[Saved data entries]
-=-=-=-=-

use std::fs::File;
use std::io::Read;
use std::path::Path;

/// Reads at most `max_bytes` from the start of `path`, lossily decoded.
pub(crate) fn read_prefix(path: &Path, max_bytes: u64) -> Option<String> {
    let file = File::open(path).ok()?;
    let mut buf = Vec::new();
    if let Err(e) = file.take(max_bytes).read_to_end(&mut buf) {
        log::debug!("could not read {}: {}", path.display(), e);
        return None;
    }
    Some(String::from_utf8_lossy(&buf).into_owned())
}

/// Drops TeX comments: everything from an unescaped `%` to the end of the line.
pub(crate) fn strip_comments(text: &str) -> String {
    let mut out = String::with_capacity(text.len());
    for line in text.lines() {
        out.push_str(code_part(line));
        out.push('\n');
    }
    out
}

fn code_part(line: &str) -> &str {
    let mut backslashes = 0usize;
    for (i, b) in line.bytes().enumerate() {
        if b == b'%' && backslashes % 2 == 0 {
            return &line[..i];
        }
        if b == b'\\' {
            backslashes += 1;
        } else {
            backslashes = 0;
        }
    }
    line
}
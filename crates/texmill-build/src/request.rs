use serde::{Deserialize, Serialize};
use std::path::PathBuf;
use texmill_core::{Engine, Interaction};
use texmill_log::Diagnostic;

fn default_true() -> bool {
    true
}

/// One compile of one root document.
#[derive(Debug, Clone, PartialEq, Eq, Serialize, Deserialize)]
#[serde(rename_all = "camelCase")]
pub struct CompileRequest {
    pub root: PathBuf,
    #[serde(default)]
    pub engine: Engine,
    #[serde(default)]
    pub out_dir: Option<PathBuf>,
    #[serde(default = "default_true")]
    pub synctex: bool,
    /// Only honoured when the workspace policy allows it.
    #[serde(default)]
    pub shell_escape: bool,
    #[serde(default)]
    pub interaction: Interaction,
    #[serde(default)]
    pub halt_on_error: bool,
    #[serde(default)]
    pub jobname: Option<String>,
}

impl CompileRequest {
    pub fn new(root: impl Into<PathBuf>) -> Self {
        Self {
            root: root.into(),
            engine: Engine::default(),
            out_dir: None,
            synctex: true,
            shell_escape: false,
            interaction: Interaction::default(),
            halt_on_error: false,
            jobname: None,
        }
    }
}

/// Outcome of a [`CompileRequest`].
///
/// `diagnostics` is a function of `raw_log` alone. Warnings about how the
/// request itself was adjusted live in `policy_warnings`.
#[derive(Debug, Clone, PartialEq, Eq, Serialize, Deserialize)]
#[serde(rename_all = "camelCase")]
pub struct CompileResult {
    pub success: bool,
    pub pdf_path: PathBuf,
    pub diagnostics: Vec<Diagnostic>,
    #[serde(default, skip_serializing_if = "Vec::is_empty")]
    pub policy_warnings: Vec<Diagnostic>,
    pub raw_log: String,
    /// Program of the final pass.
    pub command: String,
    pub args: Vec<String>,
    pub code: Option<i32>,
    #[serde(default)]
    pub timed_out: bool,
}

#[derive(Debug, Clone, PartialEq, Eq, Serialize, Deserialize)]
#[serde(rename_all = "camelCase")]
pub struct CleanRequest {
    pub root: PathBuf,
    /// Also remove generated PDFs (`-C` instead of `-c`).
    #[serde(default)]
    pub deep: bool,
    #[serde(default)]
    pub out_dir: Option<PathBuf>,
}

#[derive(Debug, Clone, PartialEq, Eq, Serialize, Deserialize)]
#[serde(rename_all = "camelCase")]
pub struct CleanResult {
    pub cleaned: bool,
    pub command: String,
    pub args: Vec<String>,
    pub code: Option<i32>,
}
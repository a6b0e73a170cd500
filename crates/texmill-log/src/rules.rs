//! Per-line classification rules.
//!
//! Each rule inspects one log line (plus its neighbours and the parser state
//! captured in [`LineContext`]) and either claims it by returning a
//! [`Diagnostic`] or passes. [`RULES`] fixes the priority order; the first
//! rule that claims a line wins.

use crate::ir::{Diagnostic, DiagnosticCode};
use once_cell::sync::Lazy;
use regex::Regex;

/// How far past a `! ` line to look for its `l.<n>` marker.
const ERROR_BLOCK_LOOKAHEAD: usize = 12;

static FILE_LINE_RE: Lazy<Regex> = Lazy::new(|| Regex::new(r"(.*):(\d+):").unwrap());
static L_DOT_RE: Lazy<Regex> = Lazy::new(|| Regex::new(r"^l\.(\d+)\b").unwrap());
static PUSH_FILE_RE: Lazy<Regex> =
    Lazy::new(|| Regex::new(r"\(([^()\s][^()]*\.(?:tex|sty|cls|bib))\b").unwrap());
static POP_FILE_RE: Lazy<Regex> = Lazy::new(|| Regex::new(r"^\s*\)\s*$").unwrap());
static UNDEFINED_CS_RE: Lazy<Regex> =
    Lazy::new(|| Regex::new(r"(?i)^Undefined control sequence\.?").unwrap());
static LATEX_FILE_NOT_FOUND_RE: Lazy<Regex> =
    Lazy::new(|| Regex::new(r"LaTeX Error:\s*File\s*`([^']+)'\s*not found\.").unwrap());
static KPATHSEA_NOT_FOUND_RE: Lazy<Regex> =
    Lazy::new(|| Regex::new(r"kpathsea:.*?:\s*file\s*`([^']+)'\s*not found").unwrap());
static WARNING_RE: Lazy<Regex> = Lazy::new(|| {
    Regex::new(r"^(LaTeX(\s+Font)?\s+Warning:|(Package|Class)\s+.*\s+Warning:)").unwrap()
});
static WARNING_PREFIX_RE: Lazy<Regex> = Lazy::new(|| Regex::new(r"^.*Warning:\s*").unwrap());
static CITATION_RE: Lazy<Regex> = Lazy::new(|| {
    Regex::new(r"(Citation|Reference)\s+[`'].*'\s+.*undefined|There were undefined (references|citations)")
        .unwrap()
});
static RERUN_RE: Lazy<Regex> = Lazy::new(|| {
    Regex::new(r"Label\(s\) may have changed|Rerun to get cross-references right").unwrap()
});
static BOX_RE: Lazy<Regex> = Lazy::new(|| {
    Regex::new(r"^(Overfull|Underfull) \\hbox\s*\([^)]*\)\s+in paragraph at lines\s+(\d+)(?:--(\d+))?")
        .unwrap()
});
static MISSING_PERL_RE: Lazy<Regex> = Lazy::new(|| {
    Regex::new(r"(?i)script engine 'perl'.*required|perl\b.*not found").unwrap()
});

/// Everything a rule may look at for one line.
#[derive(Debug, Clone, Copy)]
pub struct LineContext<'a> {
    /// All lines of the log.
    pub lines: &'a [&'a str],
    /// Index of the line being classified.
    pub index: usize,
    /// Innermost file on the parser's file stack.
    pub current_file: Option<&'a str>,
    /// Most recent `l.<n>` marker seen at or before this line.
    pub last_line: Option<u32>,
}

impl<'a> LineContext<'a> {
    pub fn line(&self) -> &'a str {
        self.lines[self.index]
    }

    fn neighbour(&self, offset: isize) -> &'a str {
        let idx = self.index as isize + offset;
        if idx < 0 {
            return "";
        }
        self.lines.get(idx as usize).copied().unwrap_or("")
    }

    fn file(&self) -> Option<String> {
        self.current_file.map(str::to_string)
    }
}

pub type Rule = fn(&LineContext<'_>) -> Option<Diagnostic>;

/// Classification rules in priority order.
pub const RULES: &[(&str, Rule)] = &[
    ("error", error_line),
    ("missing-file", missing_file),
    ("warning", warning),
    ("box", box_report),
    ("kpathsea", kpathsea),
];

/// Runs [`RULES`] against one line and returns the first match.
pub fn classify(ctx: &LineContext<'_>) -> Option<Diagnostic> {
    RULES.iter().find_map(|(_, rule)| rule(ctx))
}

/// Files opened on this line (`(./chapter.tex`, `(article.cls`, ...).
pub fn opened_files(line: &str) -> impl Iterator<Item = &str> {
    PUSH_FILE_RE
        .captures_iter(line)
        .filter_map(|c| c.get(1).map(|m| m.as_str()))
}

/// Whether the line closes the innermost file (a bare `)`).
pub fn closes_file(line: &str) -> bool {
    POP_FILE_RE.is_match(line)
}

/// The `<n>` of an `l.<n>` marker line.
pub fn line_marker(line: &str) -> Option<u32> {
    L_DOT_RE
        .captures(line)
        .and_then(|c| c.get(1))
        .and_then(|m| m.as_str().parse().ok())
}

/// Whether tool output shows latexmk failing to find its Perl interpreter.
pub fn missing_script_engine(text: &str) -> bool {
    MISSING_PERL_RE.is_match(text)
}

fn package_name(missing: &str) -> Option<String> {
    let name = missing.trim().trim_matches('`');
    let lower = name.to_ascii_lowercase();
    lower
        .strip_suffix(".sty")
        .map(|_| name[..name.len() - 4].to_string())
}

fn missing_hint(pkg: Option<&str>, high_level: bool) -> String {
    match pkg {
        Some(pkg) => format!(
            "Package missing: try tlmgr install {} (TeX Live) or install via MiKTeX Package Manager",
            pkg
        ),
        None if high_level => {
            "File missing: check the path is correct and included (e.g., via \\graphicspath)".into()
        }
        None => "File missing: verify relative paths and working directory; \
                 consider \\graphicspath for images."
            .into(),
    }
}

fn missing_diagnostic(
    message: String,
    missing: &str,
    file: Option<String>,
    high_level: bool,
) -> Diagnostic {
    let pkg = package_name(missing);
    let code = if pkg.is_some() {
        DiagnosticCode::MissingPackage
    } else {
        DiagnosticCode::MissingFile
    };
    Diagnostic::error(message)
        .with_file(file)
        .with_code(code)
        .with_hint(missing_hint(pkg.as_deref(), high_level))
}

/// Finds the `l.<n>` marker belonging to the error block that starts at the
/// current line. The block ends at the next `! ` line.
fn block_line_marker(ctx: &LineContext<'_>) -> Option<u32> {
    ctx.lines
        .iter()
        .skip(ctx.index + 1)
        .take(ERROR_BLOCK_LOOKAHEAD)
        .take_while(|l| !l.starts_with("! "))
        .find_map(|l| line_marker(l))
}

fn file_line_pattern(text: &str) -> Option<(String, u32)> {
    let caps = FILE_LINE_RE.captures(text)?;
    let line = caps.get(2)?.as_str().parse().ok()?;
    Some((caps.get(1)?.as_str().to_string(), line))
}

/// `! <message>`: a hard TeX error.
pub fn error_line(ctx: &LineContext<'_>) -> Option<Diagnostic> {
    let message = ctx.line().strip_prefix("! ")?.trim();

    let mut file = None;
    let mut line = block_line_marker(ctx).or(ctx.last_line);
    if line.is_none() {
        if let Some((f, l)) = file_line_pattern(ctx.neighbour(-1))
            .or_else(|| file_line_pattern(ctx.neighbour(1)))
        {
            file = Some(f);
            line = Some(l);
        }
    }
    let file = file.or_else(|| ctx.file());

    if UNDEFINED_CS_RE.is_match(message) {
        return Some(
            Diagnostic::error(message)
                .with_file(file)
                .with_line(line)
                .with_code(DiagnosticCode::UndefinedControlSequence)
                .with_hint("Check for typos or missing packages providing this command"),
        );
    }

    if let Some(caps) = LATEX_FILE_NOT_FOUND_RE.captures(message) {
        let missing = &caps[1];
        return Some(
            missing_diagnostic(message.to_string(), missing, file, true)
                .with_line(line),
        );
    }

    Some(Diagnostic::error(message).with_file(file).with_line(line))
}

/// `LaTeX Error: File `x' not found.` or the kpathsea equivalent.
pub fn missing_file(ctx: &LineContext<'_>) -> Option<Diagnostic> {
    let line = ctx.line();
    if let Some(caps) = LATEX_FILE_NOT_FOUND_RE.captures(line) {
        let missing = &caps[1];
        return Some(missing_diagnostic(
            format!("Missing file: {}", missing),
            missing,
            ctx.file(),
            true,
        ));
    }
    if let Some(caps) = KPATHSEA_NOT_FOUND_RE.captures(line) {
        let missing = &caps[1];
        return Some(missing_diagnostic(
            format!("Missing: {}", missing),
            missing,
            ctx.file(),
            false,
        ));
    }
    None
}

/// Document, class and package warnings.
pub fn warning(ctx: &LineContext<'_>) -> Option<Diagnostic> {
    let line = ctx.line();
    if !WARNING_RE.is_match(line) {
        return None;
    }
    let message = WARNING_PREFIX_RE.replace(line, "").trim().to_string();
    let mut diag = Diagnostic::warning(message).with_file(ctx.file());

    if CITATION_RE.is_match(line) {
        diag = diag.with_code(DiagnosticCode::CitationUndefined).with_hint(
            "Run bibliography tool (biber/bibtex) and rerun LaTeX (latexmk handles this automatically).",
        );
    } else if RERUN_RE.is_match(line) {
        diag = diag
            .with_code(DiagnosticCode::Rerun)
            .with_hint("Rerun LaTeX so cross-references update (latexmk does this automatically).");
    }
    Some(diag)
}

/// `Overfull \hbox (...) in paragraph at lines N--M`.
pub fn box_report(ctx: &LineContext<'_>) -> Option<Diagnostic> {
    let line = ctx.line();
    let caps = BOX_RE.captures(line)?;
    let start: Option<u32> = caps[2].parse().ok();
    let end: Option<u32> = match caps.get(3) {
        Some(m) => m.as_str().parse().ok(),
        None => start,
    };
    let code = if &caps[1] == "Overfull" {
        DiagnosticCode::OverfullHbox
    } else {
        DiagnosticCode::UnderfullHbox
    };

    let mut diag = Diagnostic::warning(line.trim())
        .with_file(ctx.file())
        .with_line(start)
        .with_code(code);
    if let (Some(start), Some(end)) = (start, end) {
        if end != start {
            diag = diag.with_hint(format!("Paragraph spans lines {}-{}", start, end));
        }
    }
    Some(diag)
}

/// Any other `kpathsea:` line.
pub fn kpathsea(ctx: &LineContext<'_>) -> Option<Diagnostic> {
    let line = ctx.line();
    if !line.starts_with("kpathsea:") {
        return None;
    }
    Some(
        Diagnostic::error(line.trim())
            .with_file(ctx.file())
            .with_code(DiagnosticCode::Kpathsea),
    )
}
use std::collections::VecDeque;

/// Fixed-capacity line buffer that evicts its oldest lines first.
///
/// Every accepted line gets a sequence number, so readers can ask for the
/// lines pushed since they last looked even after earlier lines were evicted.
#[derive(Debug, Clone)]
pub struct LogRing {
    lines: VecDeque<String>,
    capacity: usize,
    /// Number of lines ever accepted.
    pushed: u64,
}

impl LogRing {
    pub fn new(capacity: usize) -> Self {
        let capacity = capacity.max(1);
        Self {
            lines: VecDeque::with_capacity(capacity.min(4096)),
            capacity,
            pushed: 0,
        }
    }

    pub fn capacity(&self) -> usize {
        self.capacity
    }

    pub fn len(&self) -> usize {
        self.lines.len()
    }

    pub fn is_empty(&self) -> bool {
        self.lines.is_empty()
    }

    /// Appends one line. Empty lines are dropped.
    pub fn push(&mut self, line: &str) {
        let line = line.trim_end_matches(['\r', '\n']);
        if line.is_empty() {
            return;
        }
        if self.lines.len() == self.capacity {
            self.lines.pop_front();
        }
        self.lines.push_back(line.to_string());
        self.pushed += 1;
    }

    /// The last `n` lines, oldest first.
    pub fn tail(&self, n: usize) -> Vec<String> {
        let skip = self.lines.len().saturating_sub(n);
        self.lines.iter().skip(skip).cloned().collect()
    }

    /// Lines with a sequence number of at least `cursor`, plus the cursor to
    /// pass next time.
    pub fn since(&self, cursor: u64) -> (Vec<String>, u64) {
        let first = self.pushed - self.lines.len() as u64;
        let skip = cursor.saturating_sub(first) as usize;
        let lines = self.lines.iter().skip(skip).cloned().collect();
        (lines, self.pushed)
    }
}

-=-=-=-=-

### YOUR ASSIGNMENT
Gather up the lines containing the word "impl" from these records and copy them.

### RESULT
impl CompileRequest {
    pub fn new(root: impl Into<PathBuf>) -> Self {
impl<'a> LineContext<'a> {
pub fn opened_files(line: &str) -> impl Iterator<Item = &str> {
impl LogRing {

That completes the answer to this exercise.